== THE TASK ==
Only lines with the string "ParseError" are wanted. Pull them out of the data.

MATERIAL FOR THIS EXERCISE START

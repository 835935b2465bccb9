/// The type to represent command results.
pub type StrikeResult<T = ()> = anyhow::Result<T>;

/// The type to represent command errors.
pub type StrikeError = anyhow::Error;
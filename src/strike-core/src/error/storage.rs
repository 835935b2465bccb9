use crate::error::fs::FsError;
use crate::error::structured_file::StructuredFileError;
use thiserror::Error;

#[derive(Error, Debug)]
pub enum StorageError {
    #[error("Failed to load storage")]
    LoadFailed(#[source] StructuredFileError),

    #[error("Failed to save storage")]
    SaveFailed(#[source] StructuredFileError),

    #[error("Failed to restrict access to the storage file")]
    RestrictFailed(#[source] FsError),

    #[error("Failed to decode stored value for key '{0}'")]
    DecodeFailed(String, #[source] serde_json::Error),

    #[error("Failed to encode value for key '{0}'")]
    EncodeFailed(String, #[source] serde_json::Error),
}
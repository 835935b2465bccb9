use crate::lib::environment::Environment;
use crate::lib::error::StrikeResult;
use crate::lib::registry::registry_canister;
use clap::Parser;
use strike_core::registry::{GetRegistriesParams, Pagination, StrikeStatus};

/// Lists registry entries, one page at a time.
#[derive(Parser)]
pub struct ListOpts {
    /// Only entries with this status: submitted, trusted or blocked.
    #[arg(long)]
    status: Option<StrikeStatus>,

    #[arg(long, default_value_t = 1, value_parser = clap::value_parser!(u32).range(1..))]
    page: u32,

    #[arg(long, default_value_t = 20, value_parser = clap::value_parser!(u32).range(1..))]
    page_size: u32,
}

pub async fn exec(env: &dyn Environment, opts: ListOpts) -> StrikeResult {
    let client = env.new_client()?;
    let registry = registry_canister(env, &client).await?;
    let response = registry
        .get_registries(&GetRegistriesParams {
            status: opts.status,
            pagination: Pagination {
                page: opts.page,
                page_size: opts.page_size,
            },
        })
        .await?;
    for entry in &response.items {
        super::print_entry(entry);
    }
    println!(
        "Page {} ({} of {} entries)",
        opts.page,
        response.items.len(),
        response.total
    );
    Ok(())
}
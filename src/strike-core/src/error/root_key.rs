use thiserror::Error;

#[derive(Error, Debug)]
pub enum FetchRootKeyError {
    #[error("Failed to fetch the root key of {0}")]
    AgentError(String, #[source] ic_agent::AgentError),
}
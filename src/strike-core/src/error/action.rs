use crate::error::reqwest::WrappedReqwestError;
use thiserror::Error;
use url::Url;

#[derive(Error, Debug)]
pub enum ResolveActionError {
    #[error("'{0}' is not a valid url")]
    InvalidUrl(String, #[source] url::ParseError),

    #[error("Failed to fetch {0}")]
    FetchFailed(Url, #[source] WrappedReqwestError),

    #[error("Failed to parse the response of {0}")]
    ParseFailed(Url, #[source] WrappedReqwestError),

    #[error("No rule in {0} matches the page")]
    NoMatchingRule(Url),

    #[error("Invalid action at {0}")]
    InvalidAction(Url, #[source] InvalidActionError),

    #[error("Failed to build the HTTP client")]
    ClientFailed(#[source] WrappedReqwestError),
}

#[derive(Error, Debug, Clone, PartialEq, Eq)]
pub enum InvalidActionError {
    #[error("Action '{action}' declares parameter '{name}' more than once")]
    DuplicateParameter { action: String, name: String },

    #[error("Action '{0}' has no method")]
    MissingMethod(String),
}

/// Staged input that cannot be submitted.
#[derive(Error, Debug, Clone, PartialEq, Eq)]
pub enum ValidationError {
    #[error("'{0}' is required")]
    Required(String),

    #[error("'{name}' does not match the expected format{}", .description.as_deref().map(|d| format!(": {d}")).unwrap_or_default())]
    PatternMismatch {
        name: String,
        description: Option<String>,
    },

    #[error("'{name}' must be at least {min}")]
    BelowMin { name: String, min: String },

    #[error("'{name}' must be at most {max}")]
    AboveMax { name: String, max: String },

    #[error("'{value}' is not an option of '{name}'")]
    InvalidOption { name: String, value: String },

    #[error("'{0}' is not a number")]
    NotANumber(String),

    #[error("Unknown parameter '{0}'")]
    UnknownParameter(String),
}

/// Failures obtaining the invocation payload of a linked action.
#[derive(Error, Debug)]
pub enum PayloadError {
    #[error("Invalid action link '{0}'")]
    InvalidHref(String, #[source] url::ParseError),

    #[error("Failed to post to {0}")]
    PostFailed(Url, #[source] WrappedReqwestError),

    #[error("{0}")]
    Rejected(String),

    #[error("Transaction data missing: {0}")]
    DecodeFailed(String),
}
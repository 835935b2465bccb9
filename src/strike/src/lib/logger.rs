use slog::{Drain, Level, Logger};
use std::fs::File;
use std::path::PathBuf;

/// Where log records go.
pub enum LoggingMode {
    /// Undecorated output to STDERR.
    Stderr,

    /// STDERR plus a copy in a file, like `strike ... |& tee file`.
    Tee(PathBuf),

    /// Full records to a file; STDERR stays quiet.
    File(PathBuf),
}

/// Prints the message only, prefixed with the level for warnings and worse.
pub struct StrikeFormat<D>
where
    D: slog_term::Decorator,
{
    decorator: D,
}

impl<D: slog_term::Decorator> StrikeFormat<D> {
    pub fn new(decorator: D) -> StrikeFormat<D> {
        StrikeFormat { decorator }
    }
}

impl<D: slog_term::Decorator> slog::Drain for StrikeFormat<D> {
    type Ok = ();
    type Err = std::io::Error;

    fn log(
        &self,
        record: &slog::Record<'_>,
        values: &slog::OwnedKVList,
    ) -> Result<Self::Ok, Self::Err> {
        self.decorator.with_record(record, values, |decorator| {
            if record.level() <= slog::Level::Warning {
                decorator.start_level()?;
                write!(decorator, "{}: ", record.level().as_str())?;
                decorator.start_whitespace()?;
            }

            decorator.start_msg()?;
            write!(decorator, "{}", record.msg())?;

            decorator.start_whitespace()?;
            writeln!(decorator)?;

            decorator.flush()?;
            Ok(())
        })
    }
}

fn create_drain(mode: LoggingMode) -> std::io::Result<Logger> {
    let logger = match mode {
        LoggingMode::Stderr => {
            let decorator = slog_term::TermDecorator::new().stderr().build();
            let drain = StrikeFormat::new(decorator).fuse();
            let async_drain = slog_async::Async::new(drain).build().fuse();
            Logger::root(async_drain, slog::o!())
        }
        LoggingMode::File(out) => {
            let file = File::create(out)?;
            let decorator = slog_term::PlainDecorator::new(file);
            let drain = slog_term::FullFormat::new(decorator).build().fuse();
            Logger::root(slog_async::Async::new(drain).build().fuse(), slog::o!())
        }
        LoggingMode::Tee(out) => Logger::root(
            slog::Duplicate::new(
                create_drain(LoggingMode::Stderr)?,
                create_drain(LoggingMode::File(out))?,
            )
            .fuse(),
            slog::o!(),
        ),
    };
    Ok(logger)
}

/// `None` discards everything.
pub fn log_level(verbose_level: i64) -> Option<Level> {
    match verbose_level {
        -3 => Some(Level::Critical),
        -2 => Some(Level::Error),
        -1 => Some(Level::Warning),
        0 => Some(Level::Info),
        1 => Some(Level::Debug),
        x if x > 0 => Some(Level::Trace),
        _ => None,
    }
}

/// A negative `verbose_level` is quiet mode: warnings go first, then errors.
pub fn create_root_logger(verbose_level: i64, mode: LoggingMode) -> std::io::Result<Logger> {
    let Some(log_level) = log_level(verbose_level) else {
        return Ok(Logger::root(slog::Discard, slog::o!()));
    };
    let drain = slog::LevelFilter::new(create_drain(mode)?, log_level).fuse();
    let drain = slog_async::Async::new(drain).build().fuse();

    Ok(Logger::root(
        drain,
        slog::o!("version" => env!("CARGO_PKG_VERSION")),
    ))
}

#[cfg(test)]
mod tests {
    use super::*;

    #[test]
    fn verbosity_maps_to_levels() {
        assert_eq!(log_level(0), Some(Level::Info));
        assert_eq!(log_level(2), Some(Level::Trace));
        assert_eq!(log_level(5), Some(Level::Trace));
        assert_eq!(log_level(-2), Some(Level::Error));
        assert_eq!(log_level(-4), None);
    }

    #[test]
    fn file_mode_writes_records() {
        let dir = tempfile::tempdir().unwrap();
        let path = dir.path().join("strike.log");
        {
            let log = create_root_logger(1, LoggingMode::File(path.clone())).unwrap();
            slog::debug!(log, "resolved action");
        }
        // Dropping the async drains joins their workers.
        let written = std::fs::read_to_string(path).unwrap();
        assert!(written.contains("resolved action"));
    }

    #[test]
    fn unwritable_log_file_is_an_error() {
        let dir = tempfile::tempdir().unwrap();
        let path = dir.path().join("missing").join("strike.log");
        assert!(create_root_logger(0, LoggingMode::File(path)).is_err());
    }
}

MATERIAL FOR THIS EXERCISE END

== REPLY TO THE EXERCISE ==
    InvalidUrl(String, #[source] url::ParseError),
    InvalidHref(String, #[source] url::ParseError),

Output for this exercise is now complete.